Tasks completed in weeks 1 to 2

  1. Greedy Heuristics for the following problems:
    • Travelling Salesman
    • Minimum Vertex Cover
    • Minimum Steiner Tree
    • Maximum Matching
    • Greedy Coloring with Interchange
    • Independent Vertex Set
    • Dominating Vertex Set
    • Local Node Connectivity
  2. Implemented Johnson’s All Pairs Shortest Path algorithm.
  3. Improved Kruskal’s Minimum Spanning Tree.
  4. Created the Union-Find data structure.

Details

1. Greedy Hueristics

I implemented several straight forward approximation algorithms and greedy hueristics. I deviated from the proposal in the solution to Travelling Salesman because Christofides algorithm would require linear program solvers and LightGraphs has a policy of minimising dependencies. A common problem I faced while implementing the algorithms is, using a ‘distributed for loop’ would result in type instable code.

Example: Independent Vertex Set

A vertex is said to be valid if it is not in ind_set or adjacent to ind_set.

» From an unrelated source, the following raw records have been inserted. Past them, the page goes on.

//! Client routes.

use axum::{
    Json, Router,
    extract::{Path, State},
    http::StatusCode,
    response::IntoResponse,
    routing::{get, post, put},
};
use serde::Deserialize;
use serde_json::json;
use tracing::error;
use uuid::Uuid;

use crate::AppState;
use crate::middleware::AuthUser;
use crate::routes::{error_response, internal_error};
use gasto_db::ClientRepository;
use gasto_db::repositories::client::{ClientError, CreateClientInput, UpdateClientInput};

/// Creates the client routes.
pub fn routes() -> Router<AppState> {
    Router::new()
        .route("/clients/create", post(create_client))
        .route("/clients/all", get(list_clients))
        .route("/clients/{id}", put(update_client))
}

/// Request body for creating a client.
#[derive(Debug, Deserialize)]
pub struct CreateClientBody {
    /// Client name.
    pub name: String,
    /// Contact email.
    pub email: Option<String>,
    /// Contact phone.
    pub phone: Option<String>,
    /// Postal address.
    pub address: Option<String>,
}

/// Request body for updating a client.
#[derive(Debug, Deserialize)]
pub struct UpdateClientBody {
    /// New name.
    pub name: Option<String>,
    /// New email.
    pub email: Option<String>,
    /// New phone.
    pub phone: Option<String>,
    /// New address.
    pub address: Option<String>,
    /// New active flag.
    pub is_active: Option<bool>,
}

/// POST `/clients/create` - Create a client.
async fn create_client(
    State(state): State<AppState>,
    auth: AuthUser,
    Json(payload): Json<CreateClientBody>,
) -> impl IntoResponse {
    if payload.name.trim().is_empty() {
        return error_response(StatusCode::BAD_REQUEST, "invalid_name", "Name is required");
    }

    let repo = ClientRepository::new((*state.db).clone());
    let input = CreateClientInput {
        name: payload.name,
        email: payload.email,
        phone: payload.phone,
        address: payload.address,
    };

    match repo.create(&auth.actor(), input).await {
        Ok(client) => (StatusCode::CREATED, Json(json!({ "client": client }))).into_response(),
        Err(e) => map_client_error(&e),
    }
}

/// GET `/clients/all` - Clients visible to the caller.
async fn list_clients(State(state): State<AppState>, auth: AuthUser) -> impl IntoResponse {
    let repo = ClientRepository::new((*state.db).clone());

    match repo.list_for(&auth.actor()).await {
        Ok(clients) => (StatusCode::OK, Json(json!({ "clients": clients }))).into_response(),
        Err(e) => map_client_error(&e),
    }
}

/// PUT `/clients/{id}` - Update a client.
async fn update_client(
    State(state): State<AppState>,
    auth: AuthUser,
    Path(id): Path<Uuid>,
    Json(payload): Json<UpdateClientBody>,
) -> impl IntoResponse {
    let repo = ClientRepository::new((*state.db).clone());
    let input = UpdateClientInput {
        name: payload.name,
        email: payload.email.map(Some),
        phone: payload.phone.map(Some),
        address: payload.address.map(Some),
        is_active: payload.is_active,
    };

    match repo.update(id, &auth.actor(), input).await {
        Ok(client) => (StatusCode::OK, Json(json!({ "client": client }))).into_response(),
        Err(e) => map_client_error(&e),
    }
}

/// Maps client errors to HTTP responses.
fn map_client_error(e: &ClientError) -> axum::response::Response {
    match e {
        ClientError::NotFound(id) => error_response(
            StatusCode::NOT_FOUND,
            "not_found",
            format!("Client not found: {id}"),
        ),
        ClientError::Forbidden(message) => {
            error_response(StatusCode::FORBIDDEN, "forbidden", message.clone())
        }
        ClientError::Database(e) => {
            error!(error = %e, "Client operation failed");
            internal_error()
        }
    }
}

Problem: Find the largest subset of vertices of the graph, such that no two vertices are adjacent. The solutions are of the following form:

  1. Set ind_set as the empty set.
  2. Using some method, choose a vertex that is valid and insert it into ind_set. Repeat this until all vertices are not valid.
  3. Return ind_set.

Program 1: degree_independent_set(g)

Step 2 is performed finding the vertex that will “invalidate” the fewest vertices. That is, it will choose the vertex that is adjacent to the fewest valid vertices (not in ind_set or adjacent to ind_set).

Program 2: random_maximal_independent_set(g)

Step 2 is performed by randomly choosing a vertex from the set of vertices that is valid. This is simulated by iterating over a random permutation of the vertices.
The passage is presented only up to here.